> _INSTRUCTIONS FOR THE TASK_: In the entries that follow, find the line containing "always matches the", then output exactly every line from the first through that one.

> _EXERCISE DATA_:
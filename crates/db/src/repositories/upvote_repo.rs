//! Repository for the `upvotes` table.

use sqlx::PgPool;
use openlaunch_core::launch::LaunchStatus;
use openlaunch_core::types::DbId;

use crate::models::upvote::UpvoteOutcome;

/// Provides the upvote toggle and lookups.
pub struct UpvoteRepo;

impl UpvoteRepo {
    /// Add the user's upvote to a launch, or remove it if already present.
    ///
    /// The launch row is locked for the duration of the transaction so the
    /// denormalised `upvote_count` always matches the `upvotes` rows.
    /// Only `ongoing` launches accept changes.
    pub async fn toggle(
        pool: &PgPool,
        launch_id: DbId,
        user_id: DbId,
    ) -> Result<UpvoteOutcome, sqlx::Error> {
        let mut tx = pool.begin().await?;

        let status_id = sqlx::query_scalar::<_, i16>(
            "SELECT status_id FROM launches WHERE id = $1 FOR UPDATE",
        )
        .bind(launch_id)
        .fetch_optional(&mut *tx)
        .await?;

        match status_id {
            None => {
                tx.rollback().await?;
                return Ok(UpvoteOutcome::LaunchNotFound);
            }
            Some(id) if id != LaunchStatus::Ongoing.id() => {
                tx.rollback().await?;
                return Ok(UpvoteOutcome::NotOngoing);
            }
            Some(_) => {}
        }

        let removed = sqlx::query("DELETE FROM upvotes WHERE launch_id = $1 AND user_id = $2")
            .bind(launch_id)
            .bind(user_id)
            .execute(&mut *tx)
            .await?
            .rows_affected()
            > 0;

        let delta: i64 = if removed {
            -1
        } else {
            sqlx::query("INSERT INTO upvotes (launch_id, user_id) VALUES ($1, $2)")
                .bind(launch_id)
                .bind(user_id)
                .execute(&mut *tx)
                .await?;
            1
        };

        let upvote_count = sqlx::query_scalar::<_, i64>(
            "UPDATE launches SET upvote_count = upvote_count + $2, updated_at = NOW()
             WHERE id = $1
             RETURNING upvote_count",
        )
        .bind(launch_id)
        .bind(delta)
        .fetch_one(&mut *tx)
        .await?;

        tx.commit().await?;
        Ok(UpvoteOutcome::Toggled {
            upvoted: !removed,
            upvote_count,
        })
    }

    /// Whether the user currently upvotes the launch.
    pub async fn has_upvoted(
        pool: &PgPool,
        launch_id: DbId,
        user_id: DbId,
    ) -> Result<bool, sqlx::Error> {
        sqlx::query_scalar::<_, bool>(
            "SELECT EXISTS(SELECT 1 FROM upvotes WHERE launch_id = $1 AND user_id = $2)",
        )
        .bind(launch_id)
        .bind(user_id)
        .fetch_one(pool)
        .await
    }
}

> _ANSWER TO THIS PROBLEM_:
filename crates/db/src/repositories/upvote_repo.rs
//! Repository for the `upvotes` table.

use sqlx::PgPool;
use openlaunch_core::launch::LaunchStatus;
use openlaunch_core::types::DbId;

use crate::models::upvote::UpvoteOutcome;

/// Provides the upvote toggle and lookups.
pub struct UpvoteRepo;

impl UpvoteRepo {
    /// Add the user's upvote to a launch, or remove it if already present.
    ///
    /// The launch row is locked for the duration of the transaction so the
    /// denormalised `upvote_count` always matches the `upvotes` rows.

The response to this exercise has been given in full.